Ever-present in the 1997/98 season when the Imps won promotion and player of the season the next, Holmes' career was almost ended when he picked up a serious neck injury during the 1–0 home victory over Wrexham on 4 May 1999. The injury kept him out of action for ten months but he returned in spectacular style, scoring less than a minute into his comeback at the Imps defeated Carlisle United 5–0 at Sincil Bank on 4 March 2000. Holmes appeared in City's remaining games of the 1999–2000 season and on 20 November 2001 he became only the 30th player since the Second World War to record 200 Football League appearances for the Imps when he put in a man of the match performance in the 1–0 home defeat to Kidderminster Harriers.

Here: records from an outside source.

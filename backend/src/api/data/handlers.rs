//! Handler functions for the reference data endpoints (categories and units).

use crate::api::common::{
    ApiResponse, ListQuery, PaginatedData, PaginationMeta, parse_if_unmodified_since,
    service_error_to_http,
};
use crate::database::models::{
    Category, CategoryPatch, CreateCategory, CreateUnit, Unit, UnitPatch,
};
use crate::services::category_service::CategoryService;
use crate::services::unit_service::UnitService;
use crate::services::validate_input;
use axum::{
    extract::{Extension, Json, Path, Query},
    http::{HeaderMap, StatusCode},
    response::Json as ResponseJson,
};
use sqlx::SqlitePool;

// ============================================================================
// Categories
// ============================================================================

#[axum::debug_handler]
pub async fn list_categories(
    Extension(pool): Extension<SqlitePool>,
    Query(query): Query<ListQuery>,
) -> Result<ResponseJson<ApiResponse<PaginatedData<Category>>>, (StatusCode, String)> {
    validate_input(&query).map_err(service_error_to_http)?;
    let pagination = query.pagination();

    let (categories, total) = CategoryService::new(&pool)
        .list_categories(query.search(), &pagination)
        .await
        .map_err(service_error_to_http)?;

    Ok(ResponseJson(ApiResponse::paginated(
        PaginatedData::new(categories, total),
        PaginationMeta::from_filter(&pagination, total),
        "Categories retrieved successfully",
    )))
}

#[axum::debug_handler]
pub async fn create_category(
    Extension(pool): Extension<SqlitePool>,
    Json(payload): Json<CreateCategory>,
) -> Result<(StatusCode, ResponseJson<ApiResponse<Category>>), (StatusCode, String)> {
    let category = CategoryService::new(&pool)
        .create_category(payload)
        .await
        .map_err(service_error_to_http)?;

    Ok((
        StatusCode::CREATED,
        ResponseJson(ApiResponse::success(
            category,
            "Category created successfully",
        )),
    ))
}

#[axum::debug_handler]
pub async fn get_category(
    Extension(pool): Extension<SqlitePool>,
    Path(id): Path<i64>,
) -> Result<ResponseJson<ApiResponse<Category>>, (StatusCode, String)> {
    match CategoryService::new(&pool).get_category(id).await {
        Ok(category) => Ok(ResponseJson(ApiResponse::success(
            category,
            "Category retrieved successfully",
        ))),
        Err(error) => Err(service_error_to_http(error)),
    }
}

#[axum::debug_handler]
pub async fn update_category(
    Extension(pool): Extension<SqlitePool>,
    Path(id): Path<i64>,
    headers: HeaderMap,
    Json(payload): Json<CategoryPatch>,
) -> Result<ResponseJson<ApiResponse<Category>>, (StatusCode, String)> {
    let precondition = parse_if_unmodified_since(&headers).map_err(service_error_to_http)?;

    let category = CategoryService::new(&pool)
        .update_category(id, payload, precondition)
        .await
        .map_err(service_error_to_http)?;

    Ok(ResponseJson(ApiResponse::success(
        category,
        "Category updated successfully",
    )))
}

#[axum::debug_handler]
pub async fn delete_category(
    Extension(pool): Extension<SqlitePool>,
    Path(id): Path<i64>,
) -> Result<ResponseJson<ApiResponse<()>>, (StatusCode, String)> {
    CategoryService::new(&pool)
        .delete_category(id)
        .await
        .map_err(service_error_to_http)?;

    Ok(ResponseJson(ApiResponse::success(
        (),
        "Category deleted successfully",
    )))
}

// ============================================================================
// Units
// ============================================================================

#[axum::debug_handler]
pub async fn list_units(
    Extension(pool): Extension<SqlitePool>,
    Query(query): Query<ListQuery>,
) -> Result<ResponseJson<ApiResponse<PaginatedData<Unit>>>, (StatusCode, String)> {
    validate_input(&query).map_err(service_error_to_http)?;
    let pagination = query.pagination();

    let (units, total) = UnitService::new(&pool)
        .list_units(query.search(), &pagination)
        .await
        .map_err(service_error_to_http)?;

    Ok(ResponseJson(ApiResponse::paginated(
        PaginatedData::new(units, total),
        PaginationMeta::from_filter(&pagination, total),
        "Units retrieved successfully",
    )))
}

#[axum::debug_handler]
pub async fn create_unit(
    Extension(pool): Extension<SqlitePool>,
    Json(payload): Json<CreateUnit>,
) -> Result<(StatusCode, ResponseJson<ApiResponse<Unit>>), (StatusCode, String)> {
    let unit = UnitService::new(&pool)
        .create_unit(payload)
        .await
        .map_err(service_error_to_http)?;

    Ok((
        StatusCode::CREATED,
        ResponseJson(ApiResponse::success(unit, "Unit created successfully")),
    ))
}

#[axum::debug_handler]
pub async fn get_unit(
    Extension(pool): Extension<SqlitePool>,
    Path(id): Path<i64>,
) -> Result<ResponseJson<ApiResponse<Unit>>, (StatusCode, String)> {
    match UnitService::new(&pool).get_unit(id).await {
        Ok(unit) => Ok(ResponseJson(ApiResponse::success(
            unit,
            "Unit retrieved successfully",
        ))),
        Err(error) => Err(service_error_to_http(error)),
    }
}

#[axum::debug_handler]
pub async fn update_unit(
    Extension(pool): Extension<SqlitePool>,
    Path(id): Path<i64>,
    headers: HeaderMap,
    Json(payload): Json<UnitPatch>,
) -> Result<ResponseJson<ApiResponse<Unit>>, (StatusCode, String)> {
    let precondition = parse_if_unmodified_since(&headers).map_err(service_error_to_http)?;

    let unit = UnitService::new(&pool)
        .update_unit(id, payload, precondition)
        .await
        .map_err(service_error_to_http)?;

    Ok(ResponseJson(ApiResponse::success(
        unit,
        "Unit updated successfully",
    )))
}

#[axum::debug_handler]
pub async fn delete_unit(
    Extension(pool): Extension<SqlitePool>,
    Path(id): Path<i64>,
) -> Result<ResponseJson<ApiResponse<()>>, (StatusCode, String)> {
    UnitService::new(&pool)
        .delete_unit(id)
        .await
        .map_err(service_error_to_http)?;

    Ok(ResponseJson(ApiResponse::success((), "Unit deleted successfully")))
}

In Lincoln City's penalty shoot-out success in an FA Cup first round replay against Bury at Gigg Lane on 27 November 2001, Holmes hobbled off just before the half-hour mark following an accidental collision with Bury's Jason Jarrett and was immediately replaced by Paul Mayo. A strained medial ligament was diagnosed and the injury was expected to keep him on the sidelines for up to two months. However, the injury became infected, causing Holmes to spend five days in hospital over the New Year period and after remaining in pain, he learnt the knee required an operation which would keep him out for the remainder of the season and he underwent surgery on 14 February 2002. With Lincoln on the verge of administration, Holmes along with four other senior players was released at the end of the season bringing an end to his third spell with the club.

===Later career===
Holmes took in three seasons with Non-League side Dunston Federation Brewery before officially retiring at the end of the 2004–05 season.

==Personal life==
Holmes now works away from football and is a keen Middlesbrough fan.